In Swedish, trycka på means press or push a button, switch, etc.

So:

  • trycka on its own can mean press/push
  • trycka på en knapp = press a button

This is the normal expression. English learners often want to translate word-for-word without , but in Swedish trycka på is very common with buttons.

Why is it fel knapp and not something like fela knappen or felig knapp?

Fel here means wrong and is commonly used before a noun in this fixed kind of expression:

  • fel knapp = the wrong button
  • fel dörr = the wrong door
  • fel person = the wrong person

So fel works a bit like an adjective here, but it does not behave exactly like a regular adjective in all situations. You do not usually say felig knapp in this context.

Also, knapp is indefinite here:

  • på fel knapp = on the wrong button

That is the natural Swedish phrasing.

Why is knapp indefinite, not den felaktiga knappen or fel knappen?

Swedish usually says fel + noun in an indefinite-looking form for this idea:

  • fel knapp
  • fel buss
  • fel nummer

Even though English uses the wrong button, Swedish normally does not make the noun definite here.

So:

  • på fel knapp = natural
  • på fel knappen = not standard Swedish

A more formal or heavier alternative like den felaktiga knappen is possible in some contexts, but it sounds much less natural here.

What form is väckte, and what is the base verb?

Väckte is the past tense of väcka, which means wake or wake up someone.

So:

  • väcka = to wake someone
  • väckte = woke

In this sentence:

  • väckte grannen = woke the neighbor

Notice that väcka is usually transitive, meaning it takes an object: you wake someone.

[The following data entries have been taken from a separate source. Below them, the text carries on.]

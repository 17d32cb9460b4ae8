//! Runs dialogs on behalf of a caller: the engine side of `activate` and
//! `tryMatch`.
//!
//! Handlers run against copies of the stored data. The store is only touched
//! once a turn (including any activations triggered by `replace`) has fully
//! succeeded, so a failed turn leaves every instance as it was.

use std::future::Future;
use std::sync::Arc;
use std::time::Duration;

use serde_json::Value;
use tokio::time::Instant;
use tracing::{debug, info, warn};

use crate::{
    DialogData, DialogError, DialogInstance, DialogRegistry, DialogRequest, DialogResponse,
    DialogRoute, DialogTransport, InstanceStore, RemoteMatch, Result, TaskQueue, Transition,
    TransitionKind, Turn,
};

#[derive(Debug, Clone)]
pub struct DispatchConfig {
    /// Upper bound on a single activation or message handler run.
    pub handler_timeout: Duration,
    /// Upper bound on a whole turn, every replace hop included.
    pub turn_timeout: Duration,
    /// How many consecutive `replace` hops one turn may take.
    pub max_replace_chain: usize,
}

impl Default for DispatchConfig {
    fn default() -> Self {
        Self {
            handler_timeout: Duration::from_secs(10),
            turn_timeout: Duration::from_secs(30),
            max_replace_chain: 8,
        }
    }
}

/// Where an activation chain came to rest.
enum Settled {
    Active {
        name: String,
        data: Option<DialogData>,
        replaced: bool,
    },
    /// Started on another engine, which already owns the instance.
    Remote {
        instance: DialogInstance,
        replaced: bool,
    },
    Ended(Value),
}

pub struct Dispatcher {
    registry: Arc<DialogRegistry>,
    store: Arc<dyn InstanceStore>,
    config: DispatchConfig,
}

impl Dispatcher {
    #[must_use]
    pub fn new(registry: Arc<DialogRegistry>, store: Arc<dyn InstanceStore>) -> Self {
        Self {
            registry,
            store,
            config: DispatchConfig::default(),
        }
    }

    #[must_use]
    pub fn with_config(mut self, config: DispatchConfig) -> Self {
        self.config = config;
        self
    }

    #[must_use]
    pub fn registry(&self) -> &DialogRegistry {
        &self.registry
    }

    #[must_use]
    pub fn store(&self) -> &Arc<dyn InstanceStore> {
        &self.store
    }

    #[must_use]
    pub const fn config(&self) -> &DispatchConfig {
        &self.config
    }

    pub async fn dispatch(&self, request: DialogRequest) -> Result<DialogResponse> {
        match request {
            DialogRequest::Activate {
                name,
                context,
                args,
            } => self.activate(&name, context, args).await,
            DialogRequest::TryMatch {
                name,
                instance,
                context,
            } => self.try_match(&name, &instance, context).await,
        }
    }

    /// Start a new instance of `name`.
    pub async fn activate(
        &self,
        name: &str,
        context: RemoteMatch,
        args: Value,
    ) -> Result<DialogResponse> {
        info!("Activating dialog: {name}");
        let deadline = self.deadline();
        let mut tasks = TaskQueue::new();
        let settled = self
            .settle(name, &context, args, &mut tasks, deadline)
            .await?;
        self.commit(settled, tasks).await
    }

    /// Run one turn of an existing instance.
    pub async fn try_match(
        &self,
        name: &str,
        instance: &str,
        context: RemoteMatch,
    ) -> Result<DialogResponse> {
        let deadline = self.deadline();
        let instance = DialogInstance::new(name, instance);
        let dialog = match self.registry.route(name)? {
            DialogRoute::Local(dialog) => dialog,
            DialogRoute::Remote(transport) => {
                debug!("Forwarding turn of {instance} to its engine");
                let request = DialogRequest::TryMatch {
                    name: instance.name,
                    instance: instance.instance,
                    context,
                };
                return self.bounded(deadline, transport.send(request)).await;
            }
        };
        let data = self.store.get_dialog_data(&instance).await?;

        debug!("Trying {instance} against {:?}", context.text);
        let turn = self
            .bounded(deadline, dialog.try_match(context.clone(), data))
            .await?;
        let Turn {
            matched,
            data,
            transition,
            mut tasks,
        } = turn;

        if !matched {
            return Ok(DialogResponse {
                tasks: tasks.into_vec(),
                instance: Some(instance),
                matched: false,
                transition: TransitionKind::Continue,
                result: None,
            });
        }

        match transition {
            Transition::Continue => {
                self.store.set_dialog_data(&instance, data).await?;
                Ok(DialogResponse {
                    tasks: tasks.into_vec(),
                    instance: Some(instance),
                    matched: true,
                    transition: TransitionKind::Continue,
                    result: None,
                })
            }
            Transition::End { result } => {
                self.store.delete_instance(&instance).await?;
                info!("{instance} ended");
                Ok(DialogResponse {
                    tasks: tasks.into_vec(),
                    instance: None,
                    matched: true,
                    transition: TransitionKind::End,
                    result: Some(result),
                })
            }
            Transition::Replace { name: next, args } => {
                info!("{instance} replaced by dialog {next}");
                let settled = self
                    .settle(&next, &context, args, &mut tasks, deadline)
                    .await?;
                let mut response = self.commit(settled, tasks).await?;
                self.store.delete_instance(&instance).await?;
                if response.instance.is_some() {
                    response.transition = TransitionKind::Replace;
                }
                Ok(response)
            }
        }
    }

    /// Activate `name`, following `replace` hops until a dialog starts or
    /// ends. Nothing is written to the local store here.
    async fn settle(
        &self,
        name: &str,
        context: &RemoteMatch,
        args: Value,
        tasks: &mut TaskQueue,
        deadline: Instant,
    ) -> Result<Settled> {
        let mut name = name.to_string();
        let mut args = args;

        for hop in 0..=self.config.max_replace_chain {
            let dialog = match self.registry.route(&name)? {
                DialogRoute::Local(dialog) => dialog,
                DialogRoute::Remote(transport) => {
                    return self
                        .settle_remote(transport.as_ref(), name, context, args, tasks, deadline)
                        .await
                        .map(|settled| match settled {
                            Settled::Remote { instance, replaced } => Settled::Remote {
                                instance,
                                replaced: replaced || hop > 0,
                            },
                            other => other,
                        });
                }
            };
            let mut turn = self
                .bounded(deadline, dialog.activate(context.clone(), args))
                .await?;
            tasks.append(&mut turn.tasks);

            match turn.transition {
                Transition::Continue => {
                    return Ok(Settled::Active {
                        name,
                        data: turn.data,
                        replaced: hop > 0,
                    });
                }
                Transition::End { result } => {
                    info!("Dialog {name} ended during activation");
                    return Ok(Settled::Ended(result));
                }
                Transition::Replace {
                    name: next,
                    args: next_args,
                } => {
                    info!("Dialog {name} replaced itself with {next} during activation");
                    name = next;
                    args = next_args;
                }
            }
        }

        warn!("Replace chain exceeded {} hops", self.config.max_replace_chain);
        Err(DialogError::InvalidTransition(format!(
            "replace chain exceeded {} hops",
            self.config.max_replace_chain
        )))
    }

    /// Hand the activation to the engine that serves `name`. Whatever it
    /// settles on (including its own replace hops) is final for this turn.
    async fn settle_remote(
        &self,
        transport: &dyn DialogTransport,
        name: String,
        context: &RemoteMatch,
        args: Value,
        tasks: &mut TaskQueue,
        deadline: Instant,
    ) -> Result<Settled> {
        info!("Activating remote dialog: {name}");
        let request = DialogRequest::Activate {
            name,
            context: context.clone(),
            args,
        };
        let response = self.bounded(deadline, transport.send(request)).await?;
        for task in response.tasks {
            tasks.push(task);
        }

        Ok(match response.instance {
            Some(instance) => Settled::Remote {
                instance,
                replaced: response.transition == TransitionKind::Replace,
            },
            None => Settled::Ended(response.result.unwrap_or(Value::Null)),
        })
    }

    async fn commit(&self, settled: Settled, tasks: TaskQueue) -> Result<DialogResponse> {
        let (instance, replaced) = match settled {
            Settled::Active {
                name,
                data,
                replaced,
            } => (self.store.new_instance(&name, data).await?, replaced),
            Settled::Remote { instance, replaced } => (instance, replaced),
            Settled::Ended(result) => {
                return Ok(DialogResponse {
                    tasks: tasks.into_vec(),
                    instance: None,
                    matched: true,
                    transition: TransitionKind::End,
                    result: Some(result),
                });
            }
        };

        info!("Dialog instance {instance} is active");
        Ok(DialogResponse {
            tasks: tasks.into_vec(),
            instance: Some(instance),
            matched: true,
            transition: if replaced {
                TransitionKind::Replace
            } else {
                TransitionKind::Continue
            },
            result: None,
        })
    }

    fn deadline(&self) -> Instant {
        Instant::now() + self.config.turn_timeout
    }

    /// Run one handler under the per-handler bound, cut short by whatever is
    /// left of the turn.
    async fn bounded<T>(
        &self,
        deadline: Instant,
        run: impl Future<Output = Result<T>> + Send,
    ) -> Result<T> {
        let remaining = deadline.saturating_duration_since(Instant::now());
        let limit = self.config.handler_timeout.min(remaining);
        tokio::time::timeout(limit, run).await.map_err(|_| {
            warn!("Dialog handler exceeded {}ms", limit.as_millis());
            DialogError::HandlerTimeout(limit)
        })?
    }
}

impl std::fmt::Debug for Dispatcher {
    fn fmt(&self, f: &mut std::fmt::Formatter<'_>) -> std::fmt::Result {
        f.debug_struct("Dispatcher")
            .field("registry", &self.registry)
            .field("config", &self.config)
            .finish_non_exhaustive()
    }
}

Why is it grannen instead of en granne?

Grannen means the neighbor.

The definite form is used because the sentence refers to a specific neighbor in the situation — most likely the person living nearby whose doorbell or buzzer was rung by mistake.

Compare:

  • en granne = a neighbor (any neighbor, not specific)
  • grannen = the neighbor (a specific one, understood from context)

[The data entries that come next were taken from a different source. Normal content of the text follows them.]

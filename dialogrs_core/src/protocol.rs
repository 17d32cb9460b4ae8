//! Wire format of the `activate` / `tryMatch` exchange.

use serde::{Deserialize, Serialize};
use serde_json::Value;

use crate::{DialogError, DialogInstance, RemoteMatch, Result, Task};

pub const ACTIVATE: &str = "activate";
pub const TRY_MATCH: &str = "tryMatch";

#[derive(Debug, Clone, PartialEq, Serialize, Deserialize)]
#[serde(tag = "method")]
pub enum DialogRequest {
    #[serde(rename = "activate")]
    Activate {
        name: String,
        #[serde(rename = "match", alias = "message", default)]
        context: RemoteMatch,
        #[serde(default)]
        args: Value,
    },
    #[serde(rename = "tryMatch")]
    TryMatch {
        name: String,
        instance: String,
        #[serde(rename = "match", alias = "message", default)]
        context: RemoteMatch,
    },
}

impl DialogRequest {
    /// Parse a request body, telling an unknown `method` apart from a
    /// malformed body.
    pub fn from_value(body: Value) -> Result<Self> {
        let method = body
            .get("method")
            .and_then(Value::as_str)
            .ok_or_else(|| DialogError::InvalidRequest("missing \"method\"".to_string()))?;
        if method != ACTIVATE && method != TRY_MATCH {
            return Err(DialogError::UnknownMethod(method.to_string()));
        }
        serde_json::from_value(body).map_err(|e| DialogError::InvalidRequest(e.to_string()))
    }

    #[must_use]
    pub const fn method(&self) -> &'static str {
        match self {
            Self::Activate { .. } => ACTIVATE,
            Self::TryMatch { .. } => TRY_MATCH,
        }
    }

    #[must_use]
    pub fn name(&self) -> &str {
        match self {
            Self::Activate { name, .. } | Self::TryMatch { name, .. } => name,
        }
    }
}

#[derive(Debug, Clone, Copy, Default, PartialEq, Eq, Serialize, Deserialize)]
#[serde(rename_all = "lowercase")]
pub enum TransitionKind {
    #[default]
    Continue,
    Replace,
    End,
}

#[derive(Debug, Clone, Default, PartialEq, Serialize, Deserialize)]
pub struct DialogResponse {
    /// Side effects for the caller to run, in order.
    #[serde(default)]
    pub tasks: Vec<Task>,
    /// The root instance after the call; absent once the dialog ended.
    #[serde(default, skip_serializing_if = "Option::is_none")]
    pub instance: Option<DialogInstance>,
    #[serde(default)]
    pub matched: bool,
    #[serde(default)]
    pub transition: TransitionKind,
    /// Value handed back by an `end` transition.
    #[serde(default, skip_serializing_if = "Option::is_none")]
    pub result: Option<Value>,
}

/// Body of a failed protocol exchange.
#[derive(Debug, Clone, PartialEq, Eq, Serialize, Deserialize)]
pub struct ErrorBody {
    pub error: String,
    pub message: String,
}

impl From<&DialogError> for ErrorBody {
    fn from(err: &DialogError) -> Self {
        Self {
            error: err.kind().to_string(),
            message: err.to_string(),
        }
    }
}

impl ErrorBody {
    /// Rebuild a local error from what a remote engine reported.
    #[must_use]
    pub fn into_error(self) -> DialogError {
        match self.error.as_str() {
            "unknownMethod" => DialogError::UnknownMethod(self.message),
            "invalidTransition" => DialogError::InvalidTransition(self.message),
            "invalidRequest" => DialogError::InvalidRequest(self.message),
            "handlerFailure" | "handlerTimeout" => {
                DialogError::HandlerFailure(anyhow::anyhow!(self.message))
            }
            _ => DialogError::Remote {
                kind: self.error,
                message: self.message,
            },
        }
    }
}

In a story like this, grannen sounds very natural.

Why are all the verbs in the past tense?

This sentence tells a completed event in a narrative, so Swedish uses the preterite (simple past):

  • kom = came
  • tryckte = pressed
  • väckte = woke

This is the normal tense for telling a sequence of past events in Swedish. English often does the same:

  • When she got to the entrance, she pressed the wrong button and woke the neighbor.
Could och väckte grannen be understood as happening after tryckte hon på fel knapp?

Yes. The structure suggests a sequence:

  1. När hon kom till porten — when she arrived at the entrance
  2. tryckte hon på fel knapp — she pressed the wrong button
  3. och väckte grannen — and woke the neighbor

The last action is presented as the result of pressing the wrong button. So the sentence naturally reads as one event causing the next.

How would a native speaker roughly pronounce this sentence?

A rough pronunciation guide is:

Nair hohn kom till POR-ten, TRYCK-te hohn poh fehl knapp oh vehk-teh GRAN-nen.

A few notes:

  • När sounds roughly like nair
  • hon is often pronounced with a long o sound, roughly hoon/hon
  • porten has stress on the first syllable: POR-ten
  • tryckte has the y sound that English does not really have; learners often approximate it at first
  • väckte starts with a vowel sound like eh/ae but rounded
  • grannen has stress on GRAN

This is only an approximation. The exact Swedish vowel sounds are different from English ones.

Can this sentence be translated very literally into English?

Almost, but not perfectly word-for-word. A very literal version would be:

When she came to the entrance door, pressed she on wrong button and woke the neighbor.

That shows some Swedish structure, but it is not natural English. A natural English translation would be:

When she got to the entrance, she pressed the wrong button and woke the neighbor.

This sentence is a good example of how Swedish and English are similar in meaning but different in word order and some set expressions.